Work order: Beginning with the first line and ending with the one containing "let fitness: Vec<f64>", copy the lines of the listing below exactly; omit everything else.
== Data listing
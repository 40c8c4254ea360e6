pub mod operators;
pub mod selection;

use crate::config::EngineConfig;
use crate::data::{load_dataset, Dataset};
use crate::error::EngineError;
use crate::evaluation::evaluate;
use crate::evolution::operators::{crossover, mutate};
use crate::evolution::selection::{best_index, tournament};
use crate::program::generator::{ConstantSource, ProgramGenerator};
use crate::program::render::{render, render_into, RenderedText};
use crate::program::Program;
use log::{debug, info};
use rand::{Rng, SeedableRng};
use rand_pcg::Pcg64;
use std::path::Path;
use std::sync::Arc;

/// Fitness placeholder of an individual whose program has not been scored yet.
/// The evaluator itself never returns it: its worst score is `-f64::MAX`.
const UNEVALUATED: f64 = f64::NEG_INFINITY;

/// A program together with its cached fitness and node count.
#[derive(Debug, Clone)]
pub struct Individual {
    program: Program,
    fitness: f64,
    size: usize,
}

impl Individual {
    /// Wraps a freshly built program; its fitness is computed later.
    pub fn new(program: Program) -> Self {
        let size = program.size();
        Self {
            program,
            fitness: UNEVALUATED,
            size,
        }
    }

    pub fn program(&self) -> &Program {
        &self.program
    }

    pub fn fitness(&self) -> f64 {
        self.fitness
    }

    pub fn size(&self) -> usize {
        self.size
    }

    pub fn is_evaluated(&self) -> bool {
        self.fitness != UNEVALUATED
    }
}

/// Fixed-length, fully evaluated generation of individuals.
#[derive(Debug, Clone)]
pub struct Population {
    individuals: Vec<Individual>,
    /// Index of the fittest individual, ties going to the lowest index
    best_index: usize,
}

impl Population {
    /// Scores every individual still lacking a fitness, then locates the best one.
    fn evaluated(mut individuals: Vec<Individual>, dataset: &Dataset) -> Self {
        let mut scored = 0;
        for individual in individuals.iter_mut().filter(|ind| !ind.is_evaluated()) {
            individual.fitness = evaluate(&individual.program, dataset);
            scored += 1;
        }
        debug!("Evaluated {} of {} individuals", scored, individuals.len());

        let fitness: Vec<f64> = individuals.iter().map(Individual::fitness).collect();
        Self {
            best_index: best_index(&fitness),
            individuals,
        }
    }

    pub fn len(&self) -> usize {
        self.individuals.len()
    }

    pub fn is_empty(&self) -> bool {
        self.individuals.is_empty()
    }

    pub fn best_index(&self) -> usize {
        self.best_index
    }

    pub fn best(&self) -> &Individual {
        &self.individuals[self.best_index]
    }

    pub fn get(&self, index: usize) -> Option<&Individual> {
        self.individuals.get(index)
    }

    pub fn individuals(&self) -> &[Individual] {
        &self.individuals
    }

    fn fitness_values(&self) -> Vec<f64> {
        self.individuals.iter().map(Individual::fitness).collect()
    }

    /// Indices of the `count` fittest individuals, best first, ties by lowest index.
    fn elite_indices(&self, count: usize) -> Vec<usize> {
        if count == 1 {
            return vec![self.best_index];
        }
        let mut order: Vec<usize> = (0..self.individuals.len()).collect();
        // Stable sort keeps lower indices first among equal fitness
        order.sort_by(|&a, &b| {
            self.individuals[b]
                .fitness
                .total_cmp(&self.individuals[a].fitness)
        });
        order.truncate(count);
        order
    }
}

/// Summary of the current generation.
#[derive(Debug, Clone, Copy, PartialEq)]
pub struct GenerationStats {
    pub generation: usize,
    pub best_index: usize,
    pub best_fitness: f64,
    pub average_fitness: f64,
    pub average_size: f64,
}

/// Generational GP engine: owns its population and random stream, shares the dataset.
///
/// Construction is all-or-nothing: either a fully evaluated initial population
/// exists or an error is returned. Two engines built from the same dataset,
/// configuration and seed evolve identically.
#[derive(Debug, Clone)]
pub struct EvolutionEngine {
    config: EngineConfig,
    dataset: Arc<Dataset>,
    generator: ProgramGenerator,
    population: Population,
    rng: Pcg64,
    generation: usize,
}

impl EvolutionEngine {
    /// Loads the dataset at `path` and builds an engine over it.
    ///
    /// # Errors
    /// `EngineError::Dataset` when the file cannot be loaded, `EngineError::Config`
    /// when `config` is invalid. No engine exists in either case.
    pub fn init(path: &Path, config: EngineConfig) -> Result<Self, EngineError> {
        config.validate()?;
        let dataset = load_dataset(path)?;
        info!(
            "Loaded {} fitness cases over {} variables from '{}'",
            dataset.len(),
            dataset.variable_count(),
            path.display()
        );
        Self::new(config, Arc::new(dataset))
    }

    /// Builds an engine over an already loaded dataset and evaluates its initial population.
    ///
    /// The population is produced by ramped half-and-half generation. When the dataset
    /// declares a constant pool, the pool is drawn first from the engine's own stream.
    pub fn new(config: EngineConfig, dataset: Arc<Dataset>) -> Result<Self, EngineError> {
        config.validate()?;
        let mut rng = Pcg64::seed_from_u64(config.seed);

        let constants = ConstantSource::new(
            dataset.random_min(),
            dataset.random_max(),
            dataset.constant_pool_size(),
            &mut rng,
        );
        let generator = ProgramGenerator::new(
            dataset.variable_count(),
            constants,
            config.grow_terminal_prob,
            config.variable_prob,
            config.min_init_depth,
        );

        info!(
            "Initializing population of size {} (max program size {})...",
            config.pop_size, config.max_program_size
        );
        let individuals = (0..config.pop_size)
            .map(|i| Individual::new(generator.ramped(i, config.max_program_size, &mut rng)))
            .collect();
        let population = Population::evaluated(individuals, &dataset);

        Ok(Self {
            config,
            dataset,
            generator,
            population,
            rng,
            generation: 0,
        })
    }

    /// Advances the population by one generation.
    ///
    /// The `elite_count` best individuals are carried over unchanged into the first
    /// slots; every other slot receives an offspring of crossover (with probability
    /// `crossover_prob`, two tournament winners) or mutation (one tournament winner).
    /// The new generation replaces the old one only once it is fully evaluated.
    pub fn evolve(&mut self) {
        let pop_size = self.config.pop_size;
        let fitness = self.population.fitness_values();

        let mut next_generation: Vec<Individual> = Vec::with_capacity(pop_size);
        if self.config.elite_count > 0 {
            next_generation.extend(
                self.population
                    .elite_indices(self.config.elite_count)
                    .into_iter()
                    .map(|i| self.population.individuals[i].clone()),
            );
        }

        while next_generation.len() < pop_size {
            let offspring = if self.rng.random::<f64>() < self.config.crossover_prob {
                let a = tournament(&fitness, self.config.tournament_size, &mut self.rng);
                let b = tournament(&fitness, self.config.tournament_size, &mut self.rng);
                crossover(
                    &self.population.individuals[a].program,
                    &self.population.individuals[b].program,
                    self.config.max_program_size,
                    self.config.crossover_attempts,
                    &mut self.rng,
                )
            } else {
                let parent = tournament(&fitness, self.config.tournament_size, &mut self.rng);
                mutate(
                    &self.population.individuals[parent].program,
                    self.config.node_mutation_prob,
                    &self.generator,
                    self.config.max_program_size,
                    &mut self.rng,
                )
            };
            next_generation.push(Individual::new(offspring));
        }

        self.population = Population::evaluated(next_generation, &self.dataset);
        self.generation += 1;

        let stats = self.stats();
        info!(
            "Gen {}: Best Fitness={:.6} | Avg Fitness={:.2} | Avg Size={:.1}",
            stats.generation, stats.best_fitness, stats.average_fitness, stats.average_size
        );
    }

    /// Index of the fittest individual (lowest index among equals).
    pub fn best(&self) -> usize {
        self.population.best_index()
    }

    pub fn fitness(&self, index: usize) -> Result<f64, EngineError> {
        self.individual(index).map(Individual::fitness)
    }

    /// Node count of the `index`-th program.
    pub fn size(&self, index: usize) -> Result<usize, EngineError> {
        self.individual(index).map(Individual::size)
    }

    pub fn render(&self, index: usize, float_precision: usize) -> Result<String, EngineError> {
        self.individual(index)
            .map(|ind| render(&ind.program, float_precision))
    }

    /// Renders into `out` as NUL-terminated text, truncating when it does not fit.
    pub fn render_into(
        &self,
        index: usize,
        float_precision: usize,
        out: &mut [u8],
    ) -> Result<RenderedText, EngineError> {
        self.individual(index)
            .map(|ind| render_into(&ind.program, float_precision, out))
    }

    pub fn individual(&self, index: usize) -> Result<&Individual, EngineError> {
        self.population.get(index).ok_or(EngineError::IndexOutOfRange {
            index,
            pop_size: self.population.len(),
        })
    }

    pub fn population(&self) -> &Population {
        &self.population
    }

    pub fn population_size(&self) -> usize {
        self.population.len()
    }

    pub fn config(&self) -> &EngineConfig {
        &self.config
    }

    pub fn dataset(&self) -> &Dataset {
        &self.dataset
    }

    /// Number of completed `evolve` calls.
    pub fn generation(&self) -> usize {
        self.generation
    }

    pub fn stats(&self) -> GenerationStats {
        // Running mean: a plain sum of very negative fitness values could overflow
        let mut average_fitness = 0.0;
        let mut total_size = 0usize;
        for (k, ind) in self.population.individuals.iter().enumerate() {
            average_fitness += (ind.fitness - average_fitness) / (k + 1) as f64;
            total_size += ind.size;
        }
        let best = self.population.best();
        GenerationStats {
            generation: self.generation,
            best_index: self.population.best_index(),
            best_fitness: best.fitness,
            average_fitness,
            average_size: total_size as f64 / self.population.len() as f64,
        }
    }
}
use serde_json::Value;

use manifest::fields;
use super::stemcell::Stemcell;
use super::{ErrorKind, Result};

/// A named network jobs and pools attach to
#[derive(Serialize, Deserialize, Clone, Debug)]
pub struct Network {
    pub name: String,
    #[serde(default)]
    pub cloud_properties: Value,
}

impl Network {
    pub fn parse(v: &Value, prefix: &str) -> Result<Network> {
        Ok(Network {
            name: fields::required_string(v, prefix, "name")?,
            cloud_properties: fields::optional(v, "cloud_properties")
                .cloned()
                .unwrap_or_else(|| json!({})),
        })
    }
}

/// A pool of fungible VMs sharing stemcell and cloud properties
///
/// The pool owns its idle VMs; allocation moves a VM from the pool to an
/// instance and deallocation moves it back.
#[derive(Serialize, Deserialize, Clone, Debug)]
pub struct ResourcePool {
    pub name: String,
    pub size: u32,
    pub stemcell: Stemcell,
    pub network: String,
    #[serde(default)]
    pub cloud_properties: Value,
}

impl ResourcePool {
    pub fn parse(v: &Value, prefix: &str) -> Result<ResourcePool> {
        let name = fields::required_string(v, prefix, "name")?;
        let size = fields::required_unsigned(v, prefix, "size")? as u32;
        let sv = fields::required(v, prefix, "stemcell")?;
        let stemcell = Stemcell::parse(sv, &format!("{}.stemcell", prefix))?;
        let network = fields::required_string(v, prefix, "network")?;
        let cloud_properties = fields::optional(v, "cloud_properties")
            .cloned()
            .unwrap_or_else(|| json!({}));
        Ok(ResourcePool {
            name,
            size,
            stemcell,
            network,
            cloud_properties,
        })
    }

    pub fn verify(&self, networks: &::std::collections::BTreeMap<String, Network>) -> Result<()> {
        if !networks.contains_key(&self.network) {
            return Err(ErrorKind::UnknownNetwork(self.network.clone()).into());
        }
        Ok(())
    }
}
====
Answer:
repository 40c8c4254ea360e6
pub mod operators;
pub mod selection;

use crate::config::EngineConfig;
use crate::data::{load_dataset, Dataset};
use crate::error::EngineError;
use crate::evaluation::evaluate;
use crate::evolution::operators::{crossover, mutate};
use crate::evolution::selection::{best_index, tournament};
use crate::program::generator::{ConstantSource, ProgramGenerator};
use crate::program::render::{render, render_into, RenderedText};
use crate::program::Program;
use log::{debug, info};
use rand::{Rng, SeedableRng};
use rand_pcg::Pcg64;
use std::path::Path;
use std::sync::Arc;

/// Fitness placeholder of an individual whose program has not been scored yet.
/// The evaluator itself never returns it: its worst score is `-f64::MAX`.
const UNEVALUATED: f64 = f64::NEG_INFINITY;

/// A program together with its cached fitness and node count.
#[derive(Debug, Clone)]
pub struct Individual {
    program: Program,
    fitness: f64,
    size: usize,
}

impl Individual {
    /// Wraps a freshly built program; its fitness is computed later.
    pub fn new(program: Program) -> Self {
        let size = program.size();
        Self {
            program,
            fitness: UNEVALUATED,
            size,
        }
    }

    pub fn program(&self) -> &Program {
        &self.program
    }

    pub fn fitness(&self) -> f64 {
        self.fitness
    }

    pub fn size(&self) -> usize {
        self.size
    }

    pub fn is_evaluated(&self) -> bool {
        self.fitness != UNEVALUATED
    }
}

/// Fixed-length, fully evaluated generation of individuals.
#[derive(Debug, Clone)]
pub struct Population {
    individuals: Vec<Individual>,
    /// Index of the fittest individual, ties going to the lowest index
    best_index: usize,
}

impl Population {
    /// Scores every individual still lacking a fitness, then locates the best one.
    fn evaluated(mut individuals: Vec<Individual>, dataset: &Dataset) -> Self {
        let mut scored = 0;
        for individual in individuals.iter_mut().filter(|ind| !ind.is_evaluated()) {
            individual.fitness = evaluate(&individual.program, dataset);
            scored += 1;
        }
        debug!("Evaluated {} of {} individuals", scored, individuals.len());

        let fitness: Vec<f64> = individuals.iter().map(Individual::fitness).collect();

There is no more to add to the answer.